→ **WHAT YOU SHOULD DO**
Figure out how many lines of the listing include the string "sums"; the reply is only that number.

--

use bayer::{BayerDepth, CFA, Demosaic, RasterDepth, RasterMut};
use std::io::Cursor;
use tracing::{debug, info};

use crate::image_pipeline::common::error::{DngError, Result};
use crate::image_pipeline::common::host::Host;
use crate::image_pipeline::common::image::{PixelType, StageImage};
use crate::image_pipeline::mosaic::info::MosaicInfo;
use crate::image_pipeline::mosaic::resample;

impl MosaicInfo {
    /// Demosaics a single-plane stage 2 image into one plane per colour.
    ///
    /// `source_plane` keeps only that plane of the result. Staggered layouts
    /// are then stretched by `full_scale()`.
    pub fn interpolate(
        &self,
        stage2: &StageImage,
        source_plane: Option<usize>,
        host: &Host,
    ) -> Result<StageImage> {
        if stage2.planes != 1 {
            return Err(DngError::bad_format(format!(
                "mosaic data with {} planes",
                stage2.planes
            )));
        }
        if let Some(plane) = source_plane {
            if plane >= self.color_planes() {
                return Err(DngError::bad_format(format!(
                    "source plane {} out of {}",
                    plane,
                    self.color_planes()
                )));
            }
        }
        info!(
            "Interpolating {}x{} mosaic into {} planes",
            stage2.width,
            stage2.height,
            self.color_planes()
        );

        let mut full = match self.bayer_cfa() {
            Some(cfa) if stage2.width >= 2 && stage2.height >= 2 => {
                demosaic_bayer(stage2, cfa, host)?
            }
            _ => self.interpolate_generic(stage2, host)?,
        };

        if let Some(plane) = source_plane {
            full = full.plane(plane)?;
        }
        self.stretch_to_full(full, host)
    }

    /// Combines a stage 2 image that already holds one plane per colour.
    ///
    /// Nothing is interpolated; `source_plane` keeps only that plane.
    /// Staggered layouts are stretched as in `interpolate`.
    pub fn merge_planes(
        &self,
        stage2: &StageImage,
        source_plane: Option<usize>,
        host: &Host,
    ) -> Result<StageImage> {
        if stage2.planes != self.color_planes() {
            return Err(DngError::bad_format(format!(
                "{} stage 2 planes for a {}-colour mosaic",
                stage2.planes,
                self.color_planes()
            )));
        }
        host.sniff_for_abort()?;
        info!(
            "Merging {}x{} image of {} planes",
            stage2.width, stage2.height, stage2.planes
        );
        let merged = match source_plane {
            Some(plane) => stage2.plane(plane)?,
            None => stage2.clone(),
        };
        self.stretch_to_full(merged, host)
    }

    fn stretch_to_full(&self, mut image: StageImage, host: &Host) -> Result<StageImage> {
        let (scale_v, scale_h) = self.full_scale();
        if scale_v > 1 {
            image = resample::stretch_rows(&image, scale_v, host)?;
        }
        if scale_h > 1 {
            image = resample::stretch_cols(&image, scale_h, host)?;
        }
        Ok(image)
    }

    fn bayer_cfa(&self) -> Option<CFA> {
        if !self.is_bayer() {
            return None;
        }
        Some(match self.bayer_phase()? {
            0 => CFA::RGGB,
            1 => CFA::GRBG,
            2 => CFA::GBRG,
            _ => CFA::BGGR,
        })
    }

    /// Averages, for each missing plane, the nearest same-plane samples.
    ///
    /// The search window grows until it holds at least one sample of the
    /// plane, so any valid pattern is covered.
    fn interpolate_generic(&self, stage2: &StageImage, host: &Host) -> Result<StageImage> {
        let (width, height) = (stage2.width, stage2.height);
        let planes = self.color_planes();
        let max_radius = self.pattern_rows.max(self.pattern_cols) as isize;
        let mut out = StageImage {
            width,
            height,
            planes,
            pixel_type: PixelType::U16,
            data: host.allocate(width * height * planes, "interpolated image")?,
        };

        let mut sums = vec![0u64; planes];
        let mut counts = vec![0u32; planes];
        for row in 0..height {
            host.sniff_for_abort()?;
            for col in 0..width {
                let own = self.plane_at(row, col);
                out.set(row, col, own, stage2.get(row, col, 0));

                for plane in (0..planes).filter(|&p| p != own) {
                    let mut value = 0u16;
                    for radius in 1..=max_radius {
                        sums[plane] = 0;
                        counts[plane] = 0;
                        for dr in -radius..=radius {
                            for dc in -radius..=radius {
                                let (r, c) = (row as isize + dr, col as isize + dc);
                                if r < 0 || c < 0 || r >= height as isize || c >= width as isize {
                                    continue;
                                }
                                let (r, c) = (r as usize, c as usize);
                                if self.plane_at(r, c) == plane {
                                    sums[plane] += stage2.get(r, c, 0) as u64;
                                    counts[plane] += 1;
                                }
                            }
                        }
                        if counts[plane] > 0 {
                            let n = counts[plane] as u64;
                            value = ((sums[plane] + n / 2) / n) as u16;
                            break;
                        }
                    }
                    out.set(row, col, plane, value);
                }
            }
        }
        Ok(out)
    }
}

/// Three-plane Bayer demosaic through the `bayer` crate.
fn demosaic_bayer(stage2: &StageImage, cfa: CFA, host: &Host) -> Result<StageImage> {
    let (width, height) = (stage2.width, stage2.height);
    debug!("Running bilinear demosaic, CFA {:?}", cfa);

    let bayer_bytes: Vec<u8> = stage2.data.iter().flat_map(|&v| v.to_le_bytes()).collect();
    let mut output_buf = host.allocate::<u8>(width * height * 3 * 2, "demosaic raster")?;
    let mut output_raster = RasterMut::new(width, height, RasterDepth::Depth16, &mut output_buf);

    bayer::run_demosaic(
        &mut Cursor::new(&bayer_bytes[..]),
        BayerDepth::Depth16LE,
        cfa,
        Demosaic::Linear,
        &mut output_raster,
    )
    .map_err(|e| DngError::Decode(format!("demosaic failed: {:?}", e)))?;
    host.sniff_for_abort()?;

    let data = output_buf
        .chunks_exact(2)
        .map(|b| u16::from_ne_bytes([b[0], b[1]]))
        .collect();
    StageImage::from_data(width, height, 3, PixelType::U16, data)
}

#[cfg(test)]
mod tests {
    use super::*;
    use crate::image_pipeline::mosaic::info::{CFA_BLUE, CFA_GREEN, CFA_RED};

    fn rggb() -> MosaicInfo {
        MosaicInfo::new(2, 2, vec![0, 1, 1, 2], vec![CFA_RED, CFA_GREEN, CFA_BLUE]).unwrap()
    }

    fn flat_mosaic(mosaic: &MosaicInfo, size: usize, levels: &[u16]) -> StageImage {
        let mut img = StageImage::new(size, size, 1, PixelType::U16);
        for r in 0..size {
            for c in 0..size {
                img.set(r, c, 0, levels[mosaic.plane_at(r, c)]);
            }
        }
        img
    }

    #[test]
    fn bayer_flat_field_stays_flat() {
        let mosaic = rggb();
        let stage2 = flat_mosaic(&mosaic, 8, &[1000, 2000, 3000]);
        let out = mosaic.interpolate(&stage2, None, &Host::default()).unwrap();
        assert_eq!((out.width, out.height, out.planes), (8, 8, 3));
        for r in 0..8 {
            for c in 0..8 {
                assert_eq!(out.get(r, c, 1), 2000, "green at {},{}", r, c);
            }
        }
        // Sites keep their own measured value.
        assert_eq!(out.get(0, 0, 0), 1000);
        assert_eq!(out.get(1, 1, 2), 3000);
    }

    #[test]
    fn four_color_uses_generic_path() {
        let mut mosaic = rggb();
        mosaic.set_four_color_bayer().unwrap();
        let stage2 = flat_mosaic(&mosaic, 8, &[100, 200, 300, 400]);
        let out = mosaic.interpolate(&stage2, None, &Host::default()).unwrap();
        assert_eq!(out.planes, 4);
        assert!((0..64).all(|i| out.data[i * 4..i * 4 + 4] == [100, 200, 300, 400]));
    }

    #[test]
    fn source_plane_keeps_one_plane() {
        let mosaic = rggb();
        let stage2 = flat_mosaic(&mosaic, 4, &[10, 20, 30]);
        let out = mosaic.interpolate(&stage2, Some(2), &Host::default()).unwrap();
        assert_eq!(out.planes, 1);
        assert!(mosaic.interpolate(&stage2, Some(3), &Host::default()).is_err());
    }

    #[test]
    fn staggered_layout_doubles_rows() {
        let mut mosaic =
            MosaicInfo::new(2, 4, vec![0, 1, 2, 1, 2, 1, 0, 1], vec![0, 1, 2]).unwrap();
        mosaic.layout = 2;
        let stage2 = flat_mosaic(&mosaic, 8, &[5, 6, 7]);
        let out = mosaic.interpolate(&stage2, None, &Host::default()).unwrap();
        assert_eq!((out.width, out.height), (8, 16));
        assert!(out.data.chunks(3).all(|px| px == [5, 6, 7]));
    }

    #[test]
    fn merge_keeps_planes_without_interpolating() {
        let mosaic = rggb();
        let mut stage2 = StageImage::new(4, 4, 3, PixelType::U16);
        for (i, v) in stage2.data.iter_mut().enumerate() {
            *v = i as u16;
        }
        let merged = mosaic.merge_planes(&stage2, None, &Host::default()).unwrap();
        assert_eq!(merged.data, stage2.data);

        let blue = mosaic.merge_planes(&stage2, Some(2), &Host::default()).unwrap();
        assert_eq!(blue.planes, 1);
        assert_eq!(blue.get(1, 1, 0), stage2.get(1, 1, 2));
    }

    #[test]
    fn merge_needs_one_plane_per_colour() {
        let mosaic = rggb();
        let stage2 = StageImage::new(4, 4, 2, PixelType::U16);
        assert!(mosaic.merge_planes(&stage2, None, &Host::default()).is_err());
    }
}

--

→ **RESULT FOR THIS EXERCISE**
4